### RECORD EXTRACTS ###
//! Command implementations

use anyhow::{Context, Result};
use tracing::info;

use crate::app::container::AppContainer;
use crate::cli::args::{CoupleArgs, InspectArgs, RoughnessArgs, ShearGridArgs, SuccessionArgs};
use crate::cli::Commands;
use crate::config_initialization::RunSettings;
use crate::domain::model::*;
use crate::domain::rules::SuccessionSummary;

/// Dispatch a parsed command
pub async fn run(container: &dyn AppContainer, settings: &RunSettings, command: Commands) -> Result<()> {
    match command {
        Commands::Succession(args) => succession(container, args).await,
        Commands::Couple(args) => couple(container, settings, args).await,
        Commands::ShearGrid(args) => shear_grid(container, settings, args).await,
        Commands::Roughness(args) => roughness(container, args).await,
        Commands::Inspect(args) => inspect(container, args).await,
    }
}

/// Execute the succession command
pub async fn succession(container: &dyn AppContainer, args: SuccessionArgs) -> Result<()> {
    info!("Executing succession command");
    let request = SuccessionRequest {
        vegetation: args.vegetation,
        zones: args.zones,
        shear: args.shear,
        landscape: args.landscape,
        output: args.output,
    };

    let response = container
        .succession_interactor()
        .execute(request)
        .await
        .context("Succession step failed")?;

    println!("Vegetation map written to {}", response.output.display());
    print_summary(&response.summary);
    Ok(())
}

/// Execute the couple command
pub async fn couple(container: &dyn AppContainer, settings: &RunSettings, args: CoupleArgs) -> Result<()> {
    info!("Executing couple command");
    let shear_nc = args
        .shear_nc
        .or(args.shear_nc_pos)
        .context("D-FLOW output is required (--shear-nc or first positional argument)")?;
    let output = args
        .output
        .or(args.output_pos)
        .context("Output path is required (--output or second positional argument)")?;

    let request = CoupleRequest {
        vegetation: args.vegetation.unwrap_or_else(|| settings.vegetation.clone()),
        zones: args.zones.unwrap_or_else(|| settings.zones.clone()),
        shear_nc,
        landscape: args.landscape.unwrap_or_else(|| settings.landscape.clone()),
        output,
        shear_output: args.shear_output,
        roughness_output: args.roughness_output,
        interpolation: settings.interpolation,
    };

    let response = container
        .couple_interactor()
        .execute(request)
        .await
        .context("Coupled step failed")?;

    println!("Vegetation map written to {}", response.output.display());
    if let Some(path) = &response.shear_output {
        println!("Shear grid written to {}", path.display());
    }
    if let Some(path) = &response.roughness_output {
        println!("Roughness map written to {}", path.display());
    }
    println!(
        "  D-FLOW flow elements: {} ({} usable)",
        response.mesh_elements, response.mesh_points
    );
    println!("  Cells outside mesh: {}", response.shear_nodata_cells);
    print_summary(&response.summary);
    Ok(())
}

/// Execute the shear-grid command
pub async fn shear_grid(container: &dyn AppContainer, settings: &RunSettings, args: ShearGridArgs) -> Result<()> {
    info!("Executing shear-grid command");
    let request = ShearGridRequest {
        shear_nc: args.shear_nc,
        template: args.template,
        output: args.output,
        interpolation: settings.interpolation,
    };

    let response = container
        .shear_grid_interactor()
        .execute(request)
        .await
        .context("Shear gridding failed")?;

    println!("Shear grid written to {}", response.output.display());
    println!("  Cells: {} ({} outside mesh)", response.cells, response.nodata_cells);
    if let Some(max) = response.max_shear {
        println!("  Max shear: {}", max);
    }
    Ok(())
}

/// Execute the roughness command
pub async fn roughness(container: &dyn AppContainer, args: RoughnessArgs) -> Result<()> {
    info!("Executing roughness command");
    let request = RoughnessRequest {
        vegetation: args.vegetation,
        landscape: args.landscape,
        output: args.output,
    };

    let response = container
        .roughness_interactor()
        .execute(request)
        .await
        .context("Roughness conversion failed")?;

    println!("Roughness map written to {}", response.output.display());
    println!(
        "  Cells: {} valid, {} NODATA",
        response.valid_cells, response.nodata_cells
    );
    Ok(())
}

/// Execute the inspect command
pub async fn inspect(container: &dyn AppContainer, args: InspectArgs) -> Result<()> {
    info!("Executing inspect command");
    let response = container
        .inspect_interactor()
        .execute(InspectRequest { input: args.input })
        .await
        .context("Failed to inspect grid")?;

    if args.json {
        println!("{}", response.to_json()?);
    } else {
        print!("{}", response.to_text());
    }
    Ok(())
}

fn print_summary(summary: &SuccessionSummary) {
    println!("  Cells: {}", summary.total_cells);
    println!("  Bare: {}", summary.bare_cells);
    println!("  Skipped (NODATA): {}", summary.nodata_cells);
    println!("  Reset by shear: {}", summary.reset_cells);
    println!("  Aged: {}", summary.aged_cells);
    if summary.unzoned_resets > 0 {
        println!("  Reset without zone: {}", summary.unzoned_resets);
    }
}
###
**PROBLEM**
Write out all the data exactly.

**ANSWER FOR THE TASK**
//! Command implementations

use anyhow::{Context, Result};
use tracing::info;

use crate::app::container::AppContainer;
use crate::cli::args::{CoupleArgs, InspectArgs, RoughnessArgs, ShearGridArgs, SuccessionArgs};
use crate::cli::Commands;
use crate::config_initialization::RunSettings;
use crate::domain::model::*;
use crate::domain::rules::SuccessionSummary;

/// Dispatch a parsed command
pub async fn run(container: &dyn AppContainer, settings: &RunSettings, command: Commands) -> Result<()> {
    match command {
        Commands::Succession(args) => succession(container, args).await,
        Commands::Couple(args) => couple(container, settings, args).await,
        Commands::ShearGrid(args) => shear_grid(container, settings, args).await,
        Commands::Roughness(args) => roughness(container, args).await,
        Commands::Inspect(args) => inspect(container, args).await,
    }
}

/// Execute the succession command
pub async fn succession(container: &dyn AppContainer, args: SuccessionArgs) -> Result<()> {
    info!("Executing succession command");
    let request = SuccessionRequest {
        vegetation: args.vegetation,
        zones: args.zones,
        shear: args.shear,
        landscape: args.landscape,
        output: args.output,
    };

    let response = container
        .succession_interactor()
        .execute(request)
        .await
        .context("Succession step failed")?;

    println!("Vegetation map written to {}", response.output.display());
    print_summary(&response.summary);
    Ok(())
}

/// Execute the couple command
pub async fn couple(container: &dyn AppContainer, settings: &RunSettings, args: CoupleArgs) -> Result<()> {
    info!("Executing couple command");
    let shear_nc = args
        .shear_nc
        .or(args.shear_nc_pos)
        .context("D-FLOW output is required (--shear-nc or first positional argument)")?;
    let output = args
        .output
        .or(args.output_pos)
        .context("Output path is required (--output or second positional argument)")?;

    let request = CoupleRequest {
        vegetation: args.vegetation.unwrap_or_else(|| settings.vegetation.clone()),
        zones: args.zones.unwrap_or_else(|| settings.zones.clone()),
        shear_nc,
        landscape: args.landscape.unwrap_or_else(|| settings.landscape.clone()),
        output,
        shear_output: args.shear_output,
        roughness_output: args.roughness_output,
        interpolation: settings.interpolation,
    };

    let response = container
        .couple_interactor()
        .execute(request)
        .await
        .context("Coupled step failed")?;

    println!("Vegetation map written to {}", response.output.display());
    if let Some(path) = &response.shear_output {
        println!("Shear grid written to {}", path.display());
    }
    if let Some(path) = &response.roughness_output {
        println!("Roughness map written to {}", path.display());
    }
    println!(
        "  D-FLOW flow elements: {} ({} usable)",
        response.mesh_elements, response.mesh_points
    );
    println!("  Cells outside mesh: {}", response.shear_nodata_cells);
    print_summary(&response.summary);
    Ok(())
}

/// Execute the shear-grid command
pub async fn shear_grid(container: &dyn AppContainer, settings: &RunSettings, args: ShearGridArgs) -> Result<()> {
    info!("Executing shear-grid command");
    let request = ShearGridRequest {
        shear_nc: args.shear_nc,
        template: args.template,
        output: args.output,
        interpolation: settings.interpolation,
    };

    let response = container
        .shear_grid_interactor()
        .execute(request)
        .await
        .context("Shear gridding failed")?;

    println!("Shear grid written to {}", response.output.display());
    println!("  Cells: {} ({} outside mesh)", response.cells, response.nodata_cells);
    if let Some(max) = response.max_shear {
        println!("  Max shear: {}", max);
    }
    Ok(())
}

/// Execute the roughness command
pub async fn roughness(container: &dyn AppContainer, args: RoughnessArgs) -> Result<()> {
    info!("Executing roughness command");
    let request = RoughnessRequest {
        vegetation: args.vegetation,
        landscape: args.landscape,
        output: args.output,
    };

    let response = container
        .roughness_interactor()
        .execute(request)
        .await
        .context("Roughness conversion failed")?;

    println!("Roughness map written to {}", response.output.display());
    println!(
        "  Cells: {} valid, {} NODATA",
        response.valid_cells, response.nodata_cells
    );
    Ok(())
}

/// Execute the inspect command
pub async fn inspect(container: &dyn AppContainer, args: InspectArgs) -> Result<()> {
    info!("Executing inspect command");
    let response = container
        .inspect_interactor()
        .execute(InspectRequest { input: args.input })
        .await
        .context("Failed to inspect grid")?;

    if args.json {
        println!("{}", response.to_json()?);
    } else {
        print!("{}", response.to_text());
    }
    Ok(())
}

fn print_summary(summary: &SuccessionSummary) {
    println!("  Cells: {}", summary.total_cells);
    println!("  Bare: {}", summary.bare_cells);
    println!("  Skipped (NODATA): {}", summary.nodata_cells);
    println!("  Reset by shear: {}", summary.reset_cells);
    println!("  Aged: {}", summary.aged_cells);
    if summary.unzoned_resets > 0 {
        println!("  Reset without zone: {}", summary.unzoned_resets);
    }
}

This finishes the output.